One day, I was enjoying a cup of coffee at a coffee shop in the greater Colombo area located on prime property. A gentleman joined me and we began a conversation. As we spoke, he mentioned he was actually the landlord of the building and had rented it out to someone else.
I asked: “Why are you renting this place? Isn’t it better for you to run this shop so you can earn a better return?” His response was: “Actually, I tried for two years and made a profit too.” I was surprised that renting it was more profitable than running a business.
I inquired about the reasons. He mentioned that he was making a profit of about Rs. 50,000 per month by running his own business and he could not exceed it. But by renting out the same building, he earns about Rs. 350,000 as the rent income.
The rest is not rocket science; when you have the capacity to earn Rs. 350,000, it doesn’t make any sense to settle for 50,000.
But in national economic issues, people often get carried away with just the profit without considering the asset value which generates that revenue.
Divesting of SOE shares
A recent case is the argument against divesting the majority shares of a State-owned telecom company and a hospital. Often, the argument is: “Why should the Government be selling the profit-making entities while the loss-making entities are the problem?”
Of course, the loss-making ones are the main problem, but the Government making a profit doesn’t really reflect whether that profit is worth it or not – as with the case of the landlord of the coffee shop. If the Government makes just Rs. 50,000 when the actual capacity is making Rs. 350,000 with a better purpose, it is in fact a loss of Rs. 300,000.
Many people are not aware of the fact that the Return on Assets (ROA) of the profit-making entities owned by the State is far less than the industry standard.
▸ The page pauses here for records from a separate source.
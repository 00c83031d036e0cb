// ABOUTME: Progress log query capability consumed by the trend and report components
// ABOUTME: Implemented by the SQLite record store and by an in-memory store in tests
//
// SPDX-License-Identifier: MIT OR Apache-2.0
// Copyright (c) 2025 FitTrack Contributors

use async_trait::async_trait;
use chrono::NaiveDate;
use fittrack_core::errors::{AppError, AppResult};
use fittrack_core::models::{ProgressEntry, Subject};
use uuid::Uuid;

/// Read access to subjects and their progress history
///
/// Every listing returns entries newest-first: by `date` descending, then by
/// `created_at` descending.
#[async_trait]
pub trait ProgressStore: Send + Sync {
    /// Look up a subject by id
    async fn get_subject(&self, subject_id: Uuid) -> AppResult<Option<Subject>>;

    /// The `limit` most recent entries for a subject
    async fn recent_progress(&self, subject_id: Uuid, limit: u32)
        -> AppResult<Vec<ProgressEntry>>;

    /// Every entry for a subject
    async fn all_progress(&self, subject_id: Uuid) -> AppResult<Vec<ProgressEntry>>;

    /// Entries dated on or after `since`
    async fn progress_since(
        &self,
        subject_id: Uuid,
        since: NaiveDate,
    ) -> AppResult<Vec<ProgressEntry>>;
}

/// Fetch a subject or fail with `NotFound`
pub async fn require_subject<S>(store: &S, subject_id: Uuid) -> AppResult<Subject>
where
    S: ProgressStore + ?Sized,
{
    store
        .get_subject(subject_id)
        .await?
        .ok_or_else(|| AppError::not_found(format!("Subject {subject_id}")))
}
Some are making profits simply by being a monopoly or getting preferential treatment from the Government. The value of the business has to be based on the value of assets it owns. In other words, what matters more is the profitability of the company in relation to its assets.
Motivation for profits
So when we compare the ROA of a Sri Lankan State-owned telecommunications company with the private sector telecommunications companies, it is evident that the State-owned telecom company has a lower ROA compared to private companies. It is not surprising because the motivation for profits comes with ownership.
When there is no owner and when it runs on taxpayer money spent by political appointees, there is no intention of maximising profits. In that structure, the incentive is for longer survival and absorption is reduced as much as possible.
It is a classic case similar to a farmer encroaching on forest land to yield more harvest without considering productivity in the long run. It is not the size of the harvest that matters but the harvest that can be obtained per unit of land. Similarly, it is not the profit gained but the profit in relation to a unit of assets.
On the other hand, we need to realise these losses have to be borne by taxpayers. That is one reason why the Government should not run any business. Even the ones which make profits can easily drift to loss making when governance structures are not in place. It has happened multiple times.
When we restructure SOEs, of course the first preference would be for profit-making ones. It’s not rocket science, since no one wants a loss-making entity. When someone takes a loss-making entity and if the entity has a high level of liabilities, those liabilities have to be absorbed by the Government – meaning, the people.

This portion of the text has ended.